RECORDS FOR THIS TASK START

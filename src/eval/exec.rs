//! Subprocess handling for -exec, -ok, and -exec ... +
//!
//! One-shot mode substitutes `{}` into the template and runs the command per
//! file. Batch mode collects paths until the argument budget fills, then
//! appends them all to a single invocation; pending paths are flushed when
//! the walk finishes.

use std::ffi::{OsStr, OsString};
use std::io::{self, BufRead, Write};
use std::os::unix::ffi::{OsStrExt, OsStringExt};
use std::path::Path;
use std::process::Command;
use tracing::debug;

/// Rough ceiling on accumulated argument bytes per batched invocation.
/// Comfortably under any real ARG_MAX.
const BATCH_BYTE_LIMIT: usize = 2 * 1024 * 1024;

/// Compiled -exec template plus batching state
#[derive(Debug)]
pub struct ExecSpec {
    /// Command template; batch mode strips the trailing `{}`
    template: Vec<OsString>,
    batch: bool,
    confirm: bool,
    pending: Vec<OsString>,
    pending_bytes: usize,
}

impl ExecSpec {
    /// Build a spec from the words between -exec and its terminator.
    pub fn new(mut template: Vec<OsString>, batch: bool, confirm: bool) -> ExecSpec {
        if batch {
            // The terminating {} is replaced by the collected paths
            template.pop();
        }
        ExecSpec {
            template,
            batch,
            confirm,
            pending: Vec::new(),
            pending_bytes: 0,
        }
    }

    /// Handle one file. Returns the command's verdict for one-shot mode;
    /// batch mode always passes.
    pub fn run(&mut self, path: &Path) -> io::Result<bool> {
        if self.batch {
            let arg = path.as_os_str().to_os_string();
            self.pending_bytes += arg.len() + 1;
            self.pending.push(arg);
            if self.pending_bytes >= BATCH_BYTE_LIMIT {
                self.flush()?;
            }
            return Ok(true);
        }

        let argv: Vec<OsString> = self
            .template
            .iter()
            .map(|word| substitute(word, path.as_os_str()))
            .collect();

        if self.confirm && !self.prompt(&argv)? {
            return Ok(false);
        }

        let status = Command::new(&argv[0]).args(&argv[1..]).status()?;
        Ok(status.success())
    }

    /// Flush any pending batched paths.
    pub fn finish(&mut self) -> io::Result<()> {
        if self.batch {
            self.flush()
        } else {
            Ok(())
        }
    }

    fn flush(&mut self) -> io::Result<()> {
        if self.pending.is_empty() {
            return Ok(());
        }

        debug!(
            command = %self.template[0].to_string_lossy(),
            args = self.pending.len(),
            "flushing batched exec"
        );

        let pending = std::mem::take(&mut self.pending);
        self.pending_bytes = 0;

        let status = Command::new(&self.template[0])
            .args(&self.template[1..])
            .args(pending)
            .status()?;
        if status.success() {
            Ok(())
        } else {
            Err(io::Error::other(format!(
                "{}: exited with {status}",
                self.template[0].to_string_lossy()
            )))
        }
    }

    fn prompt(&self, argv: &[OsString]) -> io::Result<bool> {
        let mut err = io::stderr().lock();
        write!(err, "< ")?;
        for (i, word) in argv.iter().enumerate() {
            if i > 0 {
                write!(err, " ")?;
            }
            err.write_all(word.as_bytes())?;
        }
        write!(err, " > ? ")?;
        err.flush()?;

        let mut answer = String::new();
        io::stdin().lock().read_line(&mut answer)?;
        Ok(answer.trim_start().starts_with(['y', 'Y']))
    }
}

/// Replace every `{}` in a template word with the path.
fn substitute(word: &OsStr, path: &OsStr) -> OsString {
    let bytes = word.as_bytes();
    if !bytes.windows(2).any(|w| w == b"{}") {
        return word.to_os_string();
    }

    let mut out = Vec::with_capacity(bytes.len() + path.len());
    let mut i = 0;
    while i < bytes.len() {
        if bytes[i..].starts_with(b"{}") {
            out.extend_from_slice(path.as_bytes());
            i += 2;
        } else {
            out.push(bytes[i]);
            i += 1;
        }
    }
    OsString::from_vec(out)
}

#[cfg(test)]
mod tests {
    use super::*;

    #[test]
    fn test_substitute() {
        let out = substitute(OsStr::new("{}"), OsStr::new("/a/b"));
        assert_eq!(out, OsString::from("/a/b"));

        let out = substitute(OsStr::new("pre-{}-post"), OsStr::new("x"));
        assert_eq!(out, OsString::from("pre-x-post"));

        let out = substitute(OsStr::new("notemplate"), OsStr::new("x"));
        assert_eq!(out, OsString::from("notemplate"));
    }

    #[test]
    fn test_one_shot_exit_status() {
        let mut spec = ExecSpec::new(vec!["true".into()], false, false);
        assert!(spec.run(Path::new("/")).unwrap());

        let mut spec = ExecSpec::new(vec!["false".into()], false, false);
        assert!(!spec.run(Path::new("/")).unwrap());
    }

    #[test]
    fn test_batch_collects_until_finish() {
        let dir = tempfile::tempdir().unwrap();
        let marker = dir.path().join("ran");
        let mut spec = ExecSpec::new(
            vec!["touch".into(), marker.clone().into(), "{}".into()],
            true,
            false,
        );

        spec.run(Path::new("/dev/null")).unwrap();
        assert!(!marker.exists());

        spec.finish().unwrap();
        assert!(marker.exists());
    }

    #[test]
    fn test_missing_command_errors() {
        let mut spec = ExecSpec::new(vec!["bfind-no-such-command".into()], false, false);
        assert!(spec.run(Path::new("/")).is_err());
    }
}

RECORDS FOR THIS TASK END
RECORDS FOR THIS TASK START

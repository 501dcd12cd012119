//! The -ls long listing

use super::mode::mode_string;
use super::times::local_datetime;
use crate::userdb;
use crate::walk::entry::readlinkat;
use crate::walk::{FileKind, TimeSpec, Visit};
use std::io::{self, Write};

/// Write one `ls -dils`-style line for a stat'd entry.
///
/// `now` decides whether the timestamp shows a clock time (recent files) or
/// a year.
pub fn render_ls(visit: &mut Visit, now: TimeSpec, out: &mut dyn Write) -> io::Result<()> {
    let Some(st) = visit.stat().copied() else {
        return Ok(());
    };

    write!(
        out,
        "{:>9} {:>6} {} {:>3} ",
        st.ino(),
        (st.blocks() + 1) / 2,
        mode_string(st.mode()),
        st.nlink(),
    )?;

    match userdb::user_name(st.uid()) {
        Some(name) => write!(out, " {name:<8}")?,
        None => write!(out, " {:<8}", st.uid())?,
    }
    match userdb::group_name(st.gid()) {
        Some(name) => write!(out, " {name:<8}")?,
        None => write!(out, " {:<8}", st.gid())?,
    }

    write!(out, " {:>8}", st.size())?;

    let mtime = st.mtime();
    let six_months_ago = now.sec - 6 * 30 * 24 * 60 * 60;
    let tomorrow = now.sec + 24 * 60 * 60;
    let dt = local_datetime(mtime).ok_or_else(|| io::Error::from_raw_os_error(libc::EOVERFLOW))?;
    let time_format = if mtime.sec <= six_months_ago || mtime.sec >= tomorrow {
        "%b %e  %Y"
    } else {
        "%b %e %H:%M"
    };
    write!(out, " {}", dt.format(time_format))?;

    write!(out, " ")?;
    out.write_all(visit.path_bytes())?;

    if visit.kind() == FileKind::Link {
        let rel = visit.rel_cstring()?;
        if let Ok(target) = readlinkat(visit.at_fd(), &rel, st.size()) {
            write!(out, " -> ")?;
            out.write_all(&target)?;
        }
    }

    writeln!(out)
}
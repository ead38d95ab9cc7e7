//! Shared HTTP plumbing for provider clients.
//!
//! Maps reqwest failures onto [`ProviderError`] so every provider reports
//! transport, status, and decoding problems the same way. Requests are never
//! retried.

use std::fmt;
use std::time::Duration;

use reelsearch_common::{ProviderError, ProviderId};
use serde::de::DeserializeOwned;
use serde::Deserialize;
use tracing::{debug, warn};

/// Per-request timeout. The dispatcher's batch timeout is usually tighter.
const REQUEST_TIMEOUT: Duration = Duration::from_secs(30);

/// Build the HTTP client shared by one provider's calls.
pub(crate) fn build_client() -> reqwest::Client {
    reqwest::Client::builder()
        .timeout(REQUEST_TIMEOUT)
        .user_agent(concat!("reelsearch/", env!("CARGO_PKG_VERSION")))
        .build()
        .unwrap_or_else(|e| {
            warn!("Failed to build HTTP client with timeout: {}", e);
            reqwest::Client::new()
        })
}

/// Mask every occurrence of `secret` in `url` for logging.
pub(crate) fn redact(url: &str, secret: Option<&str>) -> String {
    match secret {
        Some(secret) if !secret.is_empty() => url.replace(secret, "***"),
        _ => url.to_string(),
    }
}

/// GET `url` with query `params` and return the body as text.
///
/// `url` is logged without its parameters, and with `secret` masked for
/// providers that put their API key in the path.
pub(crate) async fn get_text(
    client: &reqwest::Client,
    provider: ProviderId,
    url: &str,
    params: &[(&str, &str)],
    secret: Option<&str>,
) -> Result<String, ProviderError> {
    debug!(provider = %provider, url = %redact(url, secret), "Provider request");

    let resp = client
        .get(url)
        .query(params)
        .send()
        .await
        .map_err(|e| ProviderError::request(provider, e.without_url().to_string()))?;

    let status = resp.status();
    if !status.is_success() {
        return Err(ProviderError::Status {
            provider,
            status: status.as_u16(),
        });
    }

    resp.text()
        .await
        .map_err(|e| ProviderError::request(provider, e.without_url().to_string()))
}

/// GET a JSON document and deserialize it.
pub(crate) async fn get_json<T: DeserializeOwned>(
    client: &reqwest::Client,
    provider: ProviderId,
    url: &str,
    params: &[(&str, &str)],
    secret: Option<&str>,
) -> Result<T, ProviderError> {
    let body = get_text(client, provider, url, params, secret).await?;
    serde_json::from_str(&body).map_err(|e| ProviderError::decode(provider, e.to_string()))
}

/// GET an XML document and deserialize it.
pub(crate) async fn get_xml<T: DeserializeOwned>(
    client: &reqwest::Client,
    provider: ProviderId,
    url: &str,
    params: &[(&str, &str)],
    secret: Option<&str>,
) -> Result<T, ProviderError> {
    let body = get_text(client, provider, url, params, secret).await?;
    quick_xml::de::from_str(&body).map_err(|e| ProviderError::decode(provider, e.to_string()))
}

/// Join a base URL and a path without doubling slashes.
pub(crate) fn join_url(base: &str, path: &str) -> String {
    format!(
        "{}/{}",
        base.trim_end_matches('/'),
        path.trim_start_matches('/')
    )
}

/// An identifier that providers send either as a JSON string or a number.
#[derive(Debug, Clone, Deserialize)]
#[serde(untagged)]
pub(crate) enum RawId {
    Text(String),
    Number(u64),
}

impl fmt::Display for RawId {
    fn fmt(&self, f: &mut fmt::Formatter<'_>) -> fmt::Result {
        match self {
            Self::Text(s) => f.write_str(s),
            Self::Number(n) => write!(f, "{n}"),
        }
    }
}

RECORDS FOR THIS TASK END

Copy the lines of the data above exactly as written, beginning with the line containing "filename src/eval/exec.rs" and ending with the line containing "are flushed when", and leave out all other lines.

filename src/eval/exec.rs
//! Subprocess handling for -exec, -ok, and -exec ... +
//!
//! One-shot mode substitutes `{}` into the template and runs the command per
//! file. Batch mode collects paths until the argument budget fills, then
//! appends them all to a single invocation; pending paths are flushed when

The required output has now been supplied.